| WHAT YOU ARE ASKED TO DO |
Using the records below, quote only the span that opens with the line containing "let env_filter = EnvFilter::try_from_default_env()" and closes with the line containing "a rendered segment", exactly and inclusively.

| Stored items |
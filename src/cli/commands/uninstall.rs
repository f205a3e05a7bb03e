use anyhow::{Context, Result};
use clap::Args;

use crate::cli::Output;
use crate::git::GitRepo;
use crate::hooks::HookInstaller;

#[derive(Args)]
pub struct UninstallArgs {}

pub async fn execute(_args: UninstallArgs, output: Output) -> Result<()> {
    let cwd = std::env::current_dir().context("Failed to read current directory")?;
    let Ok(repo) = GitRepo::discover(&cwd) else {
        output.info("No git repository found, nothing to remove");
        return Ok(());
    };

    let removed = HookInstaller::new(repo, output).uninstall()?;
    if removed.is_empty() {
        output.info("No hooks were installed");
    } else {
        output.success(&format!("Removed {} hook(s)", removed.len()));
    }
    Ok(())
}
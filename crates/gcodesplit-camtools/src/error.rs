//! Error types for the CAM tools crate.
//!
//! This module provides structured error types for split and transform
//! parameter validation, plus the non-fatal diagnostics a split reports.

use gcodesplit_core::GcodeError;
use std::fmt;
use std::io;
use thiserror::Error;

/// Errors that can occur during CAM tool operations.
#[derive(Error, Debug)]
pub enum CamToolError {
    /// Invalid parameters were provided to a CAM tool.
    #[error("Invalid parameters: {0}")]
    InvalidParameters(String),

    /// Program text could not be parsed.
    #[error(transparent)]
    Gcode(#[from] GcodeError),

    /// I/O error during file operations.
    #[error("I/O error: {0}")]
    IoError(#[from] io::Error),

    /// A parameter validation error occurred.
    #[error("Parameter error: {0}")]
    Parameter(#[from] ParameterError),
}

/// Errors related to CAM tool parameter validation.
#[derive(Error, Debug, Clone, PartialEq)]
pub enum ParameterError {
    /// A parameter value is out of the valid range.
    #[error("Parameter '{name}' out of range: {value} (valid: {min}..{max})")]
    OutOfRange {
        name: String,
        value: f64,
        min: f64,
        max: f64,
    },

    /// A parameter value is invalid.
    #[error("Invalid value for '{name}': {reason}")]
    InvalidValue { name: String, reason: String },
}

/// Result type alias for CAM tool operations.
pub type CamToolResult<T> = Result<T, CamToolError>;

/// Result type alias for parameter validation.
pub type ParameterResult<T> = Result<T, ParameterError>;

/// Something odd the splitter noticed and worked around
#[derive(Debug, Clone, PartialEq)]
pub enum SplitDiagnostic {
    /// Start and end of an arc are at different distances from its center.
    /// The declared center and the start radius were used.
    RadiusMismatch {
        /// Index of the source instruction
        index: usize,
        start_radius: f64,
        end_radius: f64,
    },
    /// An arc whose center coincides with its start was split as a line
    ZeroRadiusArc { index: usize },
}

impl SplitDiagnostic {
    /// Index of the source instruction the diagnostic refers to
    pub fn index(&self) -> usize {
        match self {
            Self::RadiusMismatch { index, .. } | Self::ZeroRadiusArc { index } => *index,
        }
    }
}

impl fmt::Display for SplitDiagnostic {
    fn fmt(&self, f: &mut fmt::Formatter<'_>) -> fmt::Result {
        match self {
            Self::RadiusMismatch {
                index,
                start_radius,
                end_radius,
            } => write!(
                f,
                "instruction {}: arc radius mismatch (start {:.4}, end {:.4})",
                index, start_radius, end_radius
            ),
            Self::ZeroRadiusArc { index } => {
                write!(f, "instruction {}: zero-radius arc treated as a line", index)
            }
        }
    }
}
//! # GCodeSplit
//!
//! Toolkit for flat G-code toolpath programs:
//! - Modal parsing into an instruction model and serialization back to text
//! - Arc-aware rendering into straight segments with bounds and lengths
//! - Segmentation into blocks at positioning rapids
//! - Splitting a program along a rotated vertical plane into two programs
//!   that each run on their own
//!
//! ## Architecture
//!
//! GCodeSplit is organized as a workspace with multiple crates:
//!
//! 1. **gcodesplit-core** - Point, geometry kernel, units, error types
//! 2. **gcodesplit-toolpath** - Instruction model, parser, renderer, segmenter, writer
//! 3. **gcodesplit-camtools** - Plane split engine and program transforms
//! 4. **gcodesplit-settings** - Configuration files and validation
//! 5. **gcodesplit** - The `gcodesplit` command line tool

pub mod commands;

pub use gcodesplit_core::{ArcDirection, Error, GcodeError, GeometryError, Point, Result};

pub use gcodesplit_toolpath::{
    render_instructions, segment, Block, Bounds, GcodeParser, Instruction, ModalState,
    MotionClass, ParseIssue, ParsedProgram, Program, ProgramWriter, RenderSettings,
    RenderedSegment, RenderedToolpath, SegmentError, SegmentKind, Segmentation, WriterOptions,
};

pub use gcodesplit_camtools::{
    rotate_program, split, translate, CamToolError, PlaneSplitter, Side, SplitDiagnostic,
    SplitOptions, SplitPlane, SplitResult,
};

pub use gcodesplit_settings::{
    default_config_path, Config, OutputSettings, SettingsError, SettingsPersistence,
    SplitSettings,
};

/// Library version
pub const VERSION: &str = env!("CARGO_PKG_VERSION");

/// Build date (set at compile time)
pub const BUILD_DATE: &str = env!("BUILD_DATE");

/// Initialize logging with the default configuration
///
/// Sets up structured logging with:
/// - Output to stderr, leaving stdout for command output
/// - RUST_LOG environment variable support, INFO when unset
pub fn init_logging() -> anyhow::Result<()> {
    use tracing_subscriber::fmt;
    use tracing_subscriber::prelude::*;
    use tracing_subscriber::EnvFilter;

    let env_filter = EnvFilter::try_from_default_env()
        .unwrap_or_else(|_| EnvFilter::default().add_directive(tracing::Level::INFO.into()));

    let fmt_layer = fmt::layer()
        .with_writer(std::io::stderr)
        .with_target(true)
        .with_level(true)
        .with_line_number(true);

    tracing_subscriber::registry()
        .with(env_filter)
        .with(fmt_layer)
        .try_init()
        .map_err(|e| anyhow::anyhow!("Failed to initialize logging: {}", e))?;

    Ok(())
}
//! State-aware rendering of instructions into straight segments
//!
//! Rendering threads a [`RenderCursor`] (running position + bounds) through
//! the instruction list. Positions are in millimeters; inch programs are
//! scaled by 25.4 as they render.

pub mod arc;
pub mod bounds;

pub use arc::{ArcGeometry, ArcStepper, RenderSettings};
pub use bounds::Bounds;

use gcodesplit_core::Point;
use serde::{Deserialize, Serialize};

use crate::gcode::{Instruction, MotionClass};

/// Paint category of a rendered segment
#[derive(Debug, Clone, Copy, PartialEq, Eq, Hash, Serialize, Deserialize)]
pub enum SegmentKind {
    Rapid,
    Linear,
    ArcCw,
    ArcCcw,
}

impl SegmentKind {
    pub fn from_motion(motion: MotionClass) -> Option<Self> {
        match motion {
            MotionClass::Rapid => Some(Self::Rapid),
            MotionClass::Linear => Some(Self::Linear),
            MotionClass::ArcCw => Some(Self::ArcCw),
            MotionClass::ArcCcw => Some(Self::ArcCcw),
            MotionClass::Dwell | MotionClass::Other => None,
        }
    }

    /// Everything but rapids removes material
    pub fn is_cut(self) -> bool {
        !matches!(self, Self::Rapid)
    }
}

/// A straight line between two points
#[derive(Debug, Clone, Copy, PartialEq, Serialize, Deserialize)]
pub struct RenderedSegment {
    pub start: Point,
    pub end: Point,
    pub kind: SegmentKind,
}

impl RenderedSegment {
    pub fn new(start: Point, end: Point, kind: SegmentKind) -> Self {
        Self { start, end, kind }
    }

    pub fn length(&self) -> f64 {
        self.start.distance_to(&self.end)
    }

    pub fn is_zero_length(&self) -> bool {
        self.length() < gcodesplit_core::EPSILON
    }
}

/// Running position and bounds threaded through a render pass
#[derive(Debug, Clone, Copy, PartialEq)]
pub struct RenderCursor {
    pub position: Point,
    pub bounds: Bounds,
}

impl Default for RenderCursor {
    fn default() -> Self {
        Self::new(Point::ORIGIN)
    }
}

impl RenderCursor {
    pub fn new(position: Point) -> Self {
        Self {
            position,
            bounds: Bounds::new(),
        }
    }
}

impl Instruction {
    /// Destination in millimeters when starting from `from`
    pub fn destination(&self, from: Point) -> Point {
        self.destination_scaled(from, self.measurement_system().mm_scale())
    }

    /// Destination in the program's own units
    pub fn program_destination(&self, from: Point) -> Point {
        self.destination_scaled(from, 1.0)
    }

    /// Arc center in millimeters for an arc starting at `from`.
    ///
    /// Offsets are relative to `from` unless arc-absolute mode is in effect,
    /// in which case an absent I/J keeps the start coordinate.
    pub fn arc_center(&self, from: Point) -> Point {
        self.arc_center_scaled(from, self.measurement_system().mm_scale())
    }

    /// Arc center in the program's own units
    pub fn program_arc_center(&self, from: Point) -> Point {
        self.arc_center_scaled(from, 1.0)
    }

    fn destination_scaled(&self, from: Point, scale: f64) -> Point {
        let axis = |value: Option<f64>, current: f64| match value {
            Some(v) if self.absolute => v * scale,
            Some(v) => current + v * scale,
            None => current,
        };
        Point::new(
            axis(self.x, from.x),
            axis(self.y, from.y),
            axis(self.z, from.z),
        )
    }

    fn arc_center_scaled(&self, from: Point, scale: f64) -> Point {
        if self.arc_absolute {
            Point::new(
                self.i.map_or(from.x, |i| i * scale),
                self.j.map_or(from.y, |j| j * scale),
                from.z,
            )
        } else {
            Point::new(
                from.x + self.i.unwrap_or(0.0) * scale,
                from.y + self.j.unwrap_or(0.0) * scale,
                from.z,
            )
        }
    }

    /// Render against `cursor`, advancing its position and bounds.
    ///
    /// Non-renderable instructions return no segments and leave the cursor.
    pub fn render(
        &self,
        cursor: &mut RenderCursor,
        stepper: &ArcStepper,
    ) -> Vec<RenderedSegment> {
        let Some(kind) = self.motion.and_then(SegmentKind::from_motion) else {
            return Vec::new();
        };

        let start = cursor.position;
        let end = self.destination(start);

        let points = match self.arc_direction() {
            Some(direction) => stepper.step(start, end, self.arc_center(start), direction),
            None => vec![end],
        };

        let mut segments = Vec::with_capacity(points.len());
        let mut from = start;
        for to in points {
            cursor.bounds.include(from);
            cursor.bounds.include(to);
            segments.push(RenderedSegment::new(from, to, kind));
            from = to;
        }
        cursor.position = end;
        segments
    }
}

| EXERCISE RESULT |
    let env_filter = EnvFilter::try_from_default_env()
        .unwrap_or_else(|_| EnvFilter::default().add_directive(tracing::Level::INFO.into()));

    let fmt_layer = fmt::layer()
        .with_writer(std::io::stderr)
        .with_target(true)
        .with_level(true)
        .with_line_number(true);

    tracing_subscriber::registry()
        .with(env_filter)
        .with(fmt_layer)
        .try_init()
        .map_err(|e| anyhow::anyhow!("Failed to initialize logging: {}", e))?;

    Ok(())
}
//! State-aware rendering of instructions into straight segments
//!
//! Rendering threads a [`RenderCursor`] (running position + bounds) through
//! the instruction list. Positions are in millimeters; inch programs are
//! scaled by 25.4 as they render.

pub mod arc;
pub mod bounds;

pub use arc::{ArcGeometry, ArcStepper, RenderSettings};
pub use bounds::Bounds;

use gcodesplit_core::Point;
use serde::{Deserialize, Serialize};

use crate::gcode::{Instruction, MotionClass};

/// Paint category of a rendered segment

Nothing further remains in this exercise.